Of course you can. For same way you can add float field to Sender or a new MonoBehaviour with just that float and drag it between scenes. On Update() you can make timer write to that value and OnLevelWasLoaded() you read that value.
to Start(). In your case this should behave same way (timer doesn’t persist between scenes so it gets Start() call when scene is loaded).
That should remember timer’s time and has it finished or not. If you need to remember all those variables inside timer… You can just make it persistant between scenes. Or write something like I wrote for each variable. Or stop switching between scenes at all. Just disable one canvas and enable another. No scene load, no problems. I’m not going to write all those variables manually, I’m not maso.
Oh, and GameObject.Find(“init”.GetComponent() is quite slow if you decide to use it a lot (more than 10000 times per frame I guess) so then you should save its value in variable somewhere.
lol was it supposed to do that?
Is there a way to make it continue across scene changes?
I just have the one scene change which is for a music player that I figure probably needs it’s own scene if people load it up with a boat load of songs lol
Well, you could try making that timer itself persistant, but I see you have AudioClip and UI.Text that are not persistant.
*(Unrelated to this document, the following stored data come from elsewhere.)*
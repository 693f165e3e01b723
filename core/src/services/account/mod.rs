//! Account glue: registration and password login.

mod password;
mod service;

pub use password::PasswordHasher;
pub use service::{AccountService, RegisterUser};
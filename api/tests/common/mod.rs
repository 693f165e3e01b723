//! Shared fixtures for the gateway integration tests

#![allow(dead_code)]

use std::sync::Arc;

use actix_web::web;
use chrono::Utc;
use sg_api::AppState;
use sg_core::{Clock, InMemoryRevocationRepository, InMemoryUserRepository, ManualClock};
use sg_shared::{AuthConfig, JwtConfig, PasswordConfig, RevocationConfig};

pub type TestState = AppState<InMemoryRevocationRepository, InMemoryUserRepository>;

pub const TEST_PASSWORD: &str = "Passw0rd!";

pub struct TestContext {
    pub state: web::Data<TestState>,
    pub clock: Arc<ManualClock>,
    pub revocations: Arc<InMemoryRevocationRepository>,
    pub users: Arc<InMemoryUserRepository>,
}

pub fn auth_config() -> AuthConfig {
    AuthConfig {
        jwt: JwtConfig::new("gateway-test-secret"),
        revocation: RevocationConfig::default(),
        // Lowest cost the config accepts
        password: PasswordConfig { bcrypt_cost: 10 },
    }
}

pub fn test_context() -> TestContext {
    let clock = Arc::new(ManualClock::new(Utc::now()));
    let revocations = Arc::new(InMemoryRevocationRepository::new());
    let users = Arc::new(InMemoryUserRepository::new());
    let shared_clock: Arc<dyn Clock> = clock.clone();

    let state = AppState::with_clock(
        revocations.clone(),
        users.clone(),
        &auth_config(),
        shared_clock,
    )
    .expect("test services");

    TestContext {
        state: web::Data::new(state),
        clock,
        revocations,
        users,
    }
}

pub fn registration(email: &str) -> serde_json::Value {
    serde_json::json!({
        "firstName": "Ada",
        "lastName": "Lovelace",
        "email": email,
        "password": TEST_PASSWORD,
        "confirmPassword": TEST_PASSWORD
    })
}

macro_rules! init_app {
    ($ctx:expr) => {
        actix_web::test::init_service(sg_api::create_app(
            $ctx.state.clone(),
            sg_shared::Environment::Development,
            &sg_api::CorsConfig::default(),
        ))
        .await
    };
}

/// Registers `$email` and logs in, yielding the `data` object of the login
/// response
macro_rules! register_and_login {
    ($app:expr, $email:expr) => {{
        let req = actix_web::test::TestRequest::post()
            .uri("/auth/register")
            .set_json(common::registration($email))
            .to_request();
        let resp = actix_web::test::call_service(&$app, req).await;
        assert_eq!(resp.status(), actix_web::http::StatusCode::CREATED);

        let req = actix_web::test::TestRequest::post()
            .uri("/auth/login")
            .set_json(serde_json::json!({
                "email": $email,
                "password": common::TEST_PASSWORD
            }))
            .to_request();
        let resp = actix_web::test::call_service(&$app, req).await;
        assert_eq!(resp.status(), actix_web::http::StatusCode::OK);

        let body: serde_json::Value = actix_web::test::read_body_json(resp).await;
        body["data"].clone()
    }};
}
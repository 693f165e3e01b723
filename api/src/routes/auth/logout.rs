use actix_web::{web, HttpRequest, HttpResponse};
use sg_core::repositories::{RevocationRepository, UserRepository};
use sg_shared::ApiResponse;

use super::AppState;
use crate::dto::auth::LogoutResponse;
use crate::handlers::error::handle_domain_error;
use crate::middleware::auth::AuthContext;
use crate::middleware::cors::REFRESH_TOKEN_HEADER;

/// Handler for POST /auth/logout
///
/// Requires a bearer access token. The refresh token, when the client still
/// holds one, travels in the `Refresh-Token` header and is revoked too.
///
/// ## Errors
/// - 401 Unauthorized: missing or rejected access token
/// - 503 Service Unavailable: revocation store unreachable
pub async fn logout<R, U>(
    state: web::Data<AppState<R, U>>,
    auth: AuthContext,
    req: HttpRequest,
) -> HttpResponse
where
    R: RevocationRepository + 'static,
    U: UserRepository + 'static,
{
    let refresh_token = req
        .headers()
        .get(REFRESH_TOKEN_HEADER)
        .and_then(|value| value.to_str().ok());

    match state.logout_service.logout(&auth.token, refresh_token).await {
        Ok(outcome) => {
            tracing::info!(user_id = auth.user_id, jti = %auth.jti, "User logged out");
            HttpResponse::Ok().json(ApiResponse::success(
                "Logout successful",
                LogoutResponse {
                    refresh_revoked: outcome.refresh_revoked(),
                },
            ))
        }
        Err(error) => handle_domain_error(&error),
    }
}
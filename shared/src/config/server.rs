//! Server configuration module

use serde::{Deserialize, Serialize};

use super::env_or;

/// HTTP server configuration
#[derive(Debug, Clone, Deserialize, Serialize)]
pub struct ServerConfig {
    /// Server host address
    pub host: String,

    /// Server port
    pub port: u16,

    /// Worker threads (0 = number of CPU cores)
    #[serde(default)]
    pub workers: usize,
}

impl Default for ServerConfig {
    fn default() -> Self {
        Self {
            host: String::from("127.0.0.1"),
            port: 8080,
            workers: 0,
        }
    }
}

impl ServerConfig {
    /// Create a new server configuration
    pub fn new(host: impl Into<String>, port: u16) -> Self {
        Self {
            host: host.into(),
            port,
            ..Default::default()
        }
    }

    /// Create from `SERVER_HOST`, `SERVER_PORT` and `SERVER_WORKERS`
    pub fn from_env() -> Self {
        let defaults = Self::default();
        Self {
            host: std::env::var("SERVER_HOST").unwrap_or(defaults.host),
            port: env_or("SERVER_PORT", defaults.port),
            workers: env_or("SERVER_WORKERS", defaults.workers),
        }
    }

    /// Get the bind address
    pub fn bind_address(&self) -> String {
        format!("{}:{}", self.host, self.port)
    }
}
pub mod r#trait {
    pub use super::trait_::*;
}
#[path = "trait.rs"]
mod trait_;
pub mod memory;

pub use memory::InMemoryRevocationRepository;
pub use r#trait::RevocationRepository;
You’ll have to save those links and repeat all problems above…
Um… I have to ask one thing: Music player doesn’t load all songs at once. It just lists them then streams from disc.
Do you really think you can have enough songs on your discs to kill application from amount of buttons they create? And then those maximum of several megabytes of RAM you free up from another scene will save you? I see preemptive optimizations here. And attempts to cut uncuttable application logic
Basically what I want to say… Stop doing stupid things and just merge those scenes. I don’t know who you must be to have more than 10000000 songs (everything above will require you to start streaming song names… What you created will crash anyway unless it’s 64 bit PC)
Or if you don’t list all songs as buttons, there’s no problem at all.
Not sure what you mean by the songs being buttons. As far as I know the music player is just streaming songs from a folder. The music play could really use a loading bar or some UI text that displays the percentage of loading though.
So you would suggest making the music player part on my main scene too?
About the timer, should I handle it the same as I do the “init” object with the “Sending” script and return a reference to it’s references?
On my timer script I also have toggles that set certain devices. I set up a script called “ToggleSettings” and made it like this with the don’t destroy on it, It does carry the toggle settings back and forth between scene changes, but I’m not sure how to reference the information back to my main toggle setting on that timer script.
So much of this is still pretty new to me. But I’m getting the hang of a lot of it.
using UnityEngine;
using System.Collections;
using UnityEngine.UI;
public class ToggleSettings : MonoBehaviour {
public static ToggleSettings toggleSettings;
//Device Toggle States
public bool dev01State = false; //ScannerOn
public bool dev02State = false; //OilSlickOn
public bool dev03State = false; //FogLightsOn
public bool dev04State = false; //HeadLightsOn
public bool dev05State = false; //SurvModeOn
public bool dev06State = false; //GrapplingHookOn
public bool dev07State = false; //RearHatchOn
public bool dev08State = false; //MoviePlayerOn
public bool dev09State = false; //AutoPhoneOn
void Awake () {
if (toggleSettings == null) {
DontDestroyOnLoad (gameObject);
toggleSettings = this;
} else if (toggleSettings != this) {
Destroy (gameObject);
}
}
//Device One Toggle
public void ToogleDeviceOne() {
//Device Set to go off with timer Here
dev01State = !dev01State;
}
}
Can really cause anything bad to your program if you have only one scene? What exactly can go wrong? I just don’t see what can go wrong. So why several scenes?
You can do it like that. Or you can stop for a bit and think: why does timer need to report to UI? Why don’t you make it reverse: UI must take from timer? Like script on UI gets values from timer and changes UI accordingly while timer not knowing anything about UI at all. That’s the exact design problem you’ve been experiencing from the beginning.